For certain types of I/O, GDS cannot use the direct RDMA from the pagepool into the GPU buffer. In those cases, the buffered I/O path is taken, which gets the data correctly into the GPU but it does not produce any performance improvements. This is called compatibility mode for GDS. The types of I/O that switches GDS into compatibility mode include for example:
  • Files with size less than 4096 bytes.
  • Sparse files or files with preallocated storage. For example, fallocate() and gpfs_prealloc().
  • Encrypted files.
  • Memory-mapped files.
  • Compressed files or files that are marked for deferred compression.
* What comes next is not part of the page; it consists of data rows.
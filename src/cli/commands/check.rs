//! Check command: run the authenticator pipeline end to end.

use anyhow::{Context, Result};
use clap::{Args, ValueEnum};
use serde::Serialize;

use crate::cli::output::{output, CommandOutput};
use crate::domain::models::Config;
use crate::domain::ports::Authenticator;
use crate::infrastructure::credentials::FileCredentialLoader;
use crate::infrastructure::kubernetes::KubeConfigAuthenticator;

#[derive(Args, Debug)]
pub struct CheckArgs {
    /// Kubeconfig to use instead of the configured default
    #[arg(short, long)]
    pub kubeconfig: Option<String>,

    /// Which client handles to build
    #[arg(long, value_enum, default_value_t = ClientKind::Both)]
    pub client: ClientKind,

    /// Also ask the API server for its version (network I/O)
    #[arg(long)]
    pub probe: bool,
}

#[derive(ValueEnum, Clone, Copy, Debug, PartialEq, Eq)]
pub enum ClientKind {
    Native,
    Dynamic,
    Both,
}

impl ClientKind {
    const fn wants_native(self) -> bool {
        matches!(self, Self::Native | Self::Both)
    }

    const fn wants_dynamic(self) -> bool {
        matches!(self, Self::Dynamic | Self::Both)
    }
}

#[derive(Debug, Serialize)]
pub struct ClientReport {
    pub client: &'static str,
    pub cluster_url: String,
    pub namespace: String,
    #[serde(skip_serializing_if = "Option::is_none")]
    pub server_version: Option<String>,
}

#[derive(Debug, Serialize)]
pub struct CheckOutput {
    pub source: String,
    pub clients: Vec<ClientReport>,
}

impl CommandOutput for CheckOutput {
    fn to_human(&self) -> String {
        let mut lines = vec![format!("Kubeconfig: {}", self.source)];
        for report in &self.clients {
            let mut line = format!(
                "  {:<8} ok  {} (namespace: {})",
                report.client, report.cluster_url, report.namespace
            );
            if let Some(ref version) = report.server_version {
                line.push_str(&format!(", server {version}"));
            }
            lines.push(line);
        }
        lines.join("\n")
    }
}

/// Build the requested clients through `authenticator`
pub async fn run_check<A>(
    authenticator: &A,
    source: &str,
    kind: ClientKind,
    probe: bool,
) -> Result<CheckOutput>
where
    A: Authenticator + ?Sized,
{
    let mut clients = Vec::new();

    if kind.wants_native() {
        let client = authenticator
            .native_api()
            .await
            .context("Failed to build native client")?;
        let server_version = if probe {
            Some(
                client
                    .server_version()
                    .await
                    .context("Failed to reach API server with native client")?,
            )
        } else {
            None
        };
        clients.push(ClientReport {
            client: "native",
            cluster_url: client.cluster_url().to_string(),
            namespace: client.default_namespace().to_string(),
            server_version,
        });
    }

    if kind.wants_dynamic() {
        let client = authenticator
            .dynamic_api()
            .await
            .context("Failed to build dynamic client")?;
        let server_version = if probe {
            Some(
                client
                    .server_version()
                    .await
                    .context("Failed to reach API server with dynamic client")?,
            )
        } else {
            None
        };
        clients.push(ClientReport {
            client: "dynamic",
            cluster_url: client.cluster_url().to_string(),
            namespace: client.default_namespace().to_string(),
            server_version,
        });
    }

    Ok(CheckOutput {
        source: source.to_string(),
        clients,
    })
}

/// Handle the check command
pub async fn execute(args: CheckArgs, config: &Config, json: bool) -> Result<()> {
    let source = args
        .kubeconfig
        .unwrap_or_else(|| config.kubeconfig.path.clone());
    let authenticator = KubeConfigAuthenticator::new(FileCredentialLoader::new(source.clone()));

    let report = run_check(&authenticator, &source, args.client, args.probe).await?;
    output(&report, json);
    Ok(())
}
For more information on compression, see File compression.
  • Files in snapshots or clones.
  • Direct I/O is disabled by using the mmchconfig disableDIO = true option. The default value of the disableDIO parameter is false.
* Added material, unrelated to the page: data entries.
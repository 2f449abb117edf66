use std::env;
use std::path::PathBuf;

use serde::{Deserialize, Serialize};

use crate::infrastructure::logging::LogConfig;

/// Main configuration structure for kaudit-auth
#[derive(Debug, Clone, Default, Serialize, Deserialize)]
#[serde(rename_all = "snake_case")]
pub struct Config {
    /// Credential source settings
    #[serde(default)]
    pub kubeconfig: KubeconfigSettings,

    /// Logging configuration
    #[serde(default)]
    pub logging: LogConfig,
}

/// Where the default kubeconfig lives
#[derive(Debug, Clone, Serialize, Deserialize)]
#[serde(rename_all = "snake_case")]
pub struct KubeconfigSettings {
    /// Path used by the credential loader when no path is given per call
    #[serde(default = "default_kubeconfig_path")]
    pub path: String,
}

impl Default for KubeconfigSettings {
    fn default() -> Self {
        Self {
            path: default_kubeconfig_path(),
        }
    }
}

/// Default kubeconfig location.
///
/// First entry of `$KUBECONFIG` when set, else `~/.kube/config`. Empty when
/// neither can be determined.
pub fn default_kubeconfig_path() -> String {
    if let Some(paths) = env::var_os("KUBECONFIG") {
        if let Some(first) = env::split_paths(&paths).find(|p| !p.as_os_str().is_empty()) {
            return first.to_string_lossy().into_owned();
        }
    }

    dirs::home_dir()
        .map(|home| home.join(".kube").join("config"))
        .map(|path: PathBuf| path.to_string_lossy().into_owned())
        .unwrap_or_default()
}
  • Start of changeFor a full list of cases for which the compatibility mode is used and how to diagnose these, see Restriction counters in GPUDirect Storage troubleshooting.End of change

IBM Spectrum Scale supports recovery for failing GDS RDMA operations by returning the failed read request to CUDA and CUDA retries the failed read request in the compatibility mode.

Other limitations

The following limitations are also applicable for the GDS support:
  • IBM Spectrum Scale does not support GDS in the following scenarios:
    • NVIDIA GDS in asynchronous "poll" mode. The NVIDIA GDS lib implicitly converts a poll mode request on a file in an IBM Spectrum Scale mount to a synchronous GDS I/O request.
    • Reading a file with GDS read concurrently with a buffered read does not deliver full GDS performance for the GDS thread. This limitation holds whether the concurrent threads are part of the same or different user application. In this context, buffered read is considered as a nonGDS and indirect I/O.
    • Files that use data tiering, including Transparent Cloud Tiering.